# [WORK ORDER]
With the line that contains "- Token issuance" as the final line, return every line from the start of the data below exactly.

# [DATA PROVIDED]

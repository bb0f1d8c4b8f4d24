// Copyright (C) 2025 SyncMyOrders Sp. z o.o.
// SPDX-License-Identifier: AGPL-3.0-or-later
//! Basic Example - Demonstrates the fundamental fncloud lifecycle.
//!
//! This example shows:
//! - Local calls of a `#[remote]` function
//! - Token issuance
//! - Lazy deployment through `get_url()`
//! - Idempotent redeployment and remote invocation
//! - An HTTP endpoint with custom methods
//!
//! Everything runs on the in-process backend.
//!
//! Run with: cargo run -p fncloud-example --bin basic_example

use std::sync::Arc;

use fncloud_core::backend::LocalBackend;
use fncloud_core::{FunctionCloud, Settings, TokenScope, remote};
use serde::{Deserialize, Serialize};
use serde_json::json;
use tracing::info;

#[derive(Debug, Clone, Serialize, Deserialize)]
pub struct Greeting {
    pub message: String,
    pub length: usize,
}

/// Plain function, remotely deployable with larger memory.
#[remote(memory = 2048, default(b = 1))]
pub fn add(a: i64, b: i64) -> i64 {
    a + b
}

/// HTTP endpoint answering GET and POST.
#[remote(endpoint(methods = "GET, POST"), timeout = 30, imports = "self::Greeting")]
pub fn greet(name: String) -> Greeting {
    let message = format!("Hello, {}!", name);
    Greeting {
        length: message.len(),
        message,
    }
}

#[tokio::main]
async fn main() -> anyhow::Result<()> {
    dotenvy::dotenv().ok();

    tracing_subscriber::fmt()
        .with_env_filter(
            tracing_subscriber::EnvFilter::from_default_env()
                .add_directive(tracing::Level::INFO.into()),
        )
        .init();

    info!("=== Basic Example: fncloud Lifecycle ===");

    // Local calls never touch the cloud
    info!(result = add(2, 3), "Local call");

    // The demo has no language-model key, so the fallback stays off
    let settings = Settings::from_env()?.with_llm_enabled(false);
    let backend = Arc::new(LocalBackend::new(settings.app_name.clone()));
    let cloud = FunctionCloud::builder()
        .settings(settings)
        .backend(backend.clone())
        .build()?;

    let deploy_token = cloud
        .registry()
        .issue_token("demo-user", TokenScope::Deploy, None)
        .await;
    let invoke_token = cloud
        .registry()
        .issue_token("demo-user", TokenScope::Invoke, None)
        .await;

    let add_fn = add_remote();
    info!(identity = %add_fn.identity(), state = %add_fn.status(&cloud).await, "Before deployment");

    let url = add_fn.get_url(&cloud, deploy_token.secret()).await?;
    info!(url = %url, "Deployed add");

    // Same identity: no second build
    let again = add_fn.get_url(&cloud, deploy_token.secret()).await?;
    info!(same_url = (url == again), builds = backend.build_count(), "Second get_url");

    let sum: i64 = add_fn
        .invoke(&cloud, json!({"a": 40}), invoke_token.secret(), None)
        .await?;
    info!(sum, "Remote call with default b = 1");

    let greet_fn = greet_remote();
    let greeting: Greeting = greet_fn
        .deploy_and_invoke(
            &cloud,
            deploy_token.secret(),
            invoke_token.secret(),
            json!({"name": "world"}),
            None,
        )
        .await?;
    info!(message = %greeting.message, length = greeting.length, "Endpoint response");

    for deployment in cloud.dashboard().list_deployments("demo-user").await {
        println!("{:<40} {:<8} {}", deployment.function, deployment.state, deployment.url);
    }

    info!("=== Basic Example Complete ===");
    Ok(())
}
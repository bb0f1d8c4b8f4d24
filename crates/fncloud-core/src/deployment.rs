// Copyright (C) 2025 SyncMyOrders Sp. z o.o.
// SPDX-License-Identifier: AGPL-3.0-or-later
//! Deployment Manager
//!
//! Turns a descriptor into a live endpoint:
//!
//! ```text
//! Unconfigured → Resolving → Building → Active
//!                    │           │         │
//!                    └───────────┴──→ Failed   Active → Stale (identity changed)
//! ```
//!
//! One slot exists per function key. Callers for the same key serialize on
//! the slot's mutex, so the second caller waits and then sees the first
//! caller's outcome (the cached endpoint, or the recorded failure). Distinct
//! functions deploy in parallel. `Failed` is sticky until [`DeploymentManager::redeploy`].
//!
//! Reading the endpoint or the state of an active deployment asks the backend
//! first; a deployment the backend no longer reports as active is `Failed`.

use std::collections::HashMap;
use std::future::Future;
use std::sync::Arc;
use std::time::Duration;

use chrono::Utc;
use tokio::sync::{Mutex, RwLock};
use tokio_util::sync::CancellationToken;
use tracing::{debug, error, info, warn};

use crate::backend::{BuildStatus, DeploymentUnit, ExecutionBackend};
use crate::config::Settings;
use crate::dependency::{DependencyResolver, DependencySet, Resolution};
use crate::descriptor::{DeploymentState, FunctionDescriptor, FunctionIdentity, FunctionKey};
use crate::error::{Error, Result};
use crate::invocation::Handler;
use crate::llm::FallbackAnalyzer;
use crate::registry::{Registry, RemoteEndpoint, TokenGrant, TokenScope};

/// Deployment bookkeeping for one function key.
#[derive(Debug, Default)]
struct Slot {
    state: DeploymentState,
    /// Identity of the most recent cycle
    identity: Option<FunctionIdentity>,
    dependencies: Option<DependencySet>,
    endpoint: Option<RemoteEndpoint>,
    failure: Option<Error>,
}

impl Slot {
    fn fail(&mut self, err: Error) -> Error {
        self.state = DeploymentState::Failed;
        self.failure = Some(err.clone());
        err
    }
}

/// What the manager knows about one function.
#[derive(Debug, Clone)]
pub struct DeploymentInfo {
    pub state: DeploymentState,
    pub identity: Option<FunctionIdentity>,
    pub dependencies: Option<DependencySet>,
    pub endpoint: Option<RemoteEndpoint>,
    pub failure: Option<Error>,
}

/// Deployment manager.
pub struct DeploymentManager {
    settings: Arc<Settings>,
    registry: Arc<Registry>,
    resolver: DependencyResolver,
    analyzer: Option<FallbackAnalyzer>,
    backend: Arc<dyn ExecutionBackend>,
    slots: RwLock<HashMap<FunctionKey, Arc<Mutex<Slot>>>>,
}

# [TASK ANSWER]
repository bb0f1d8c4b8f4d24
// Copyright (C) 2025 SyncMyOrders Sp. z o.o.
// SPDX-License-Identifier: AGPL-3.0-or-later
//! Basic Example - Demonstrates the fundamental fncloud lifecycle.
//!
//! This example shows:
//! - Local calls of a `#[remote]` function
//! - Token issuance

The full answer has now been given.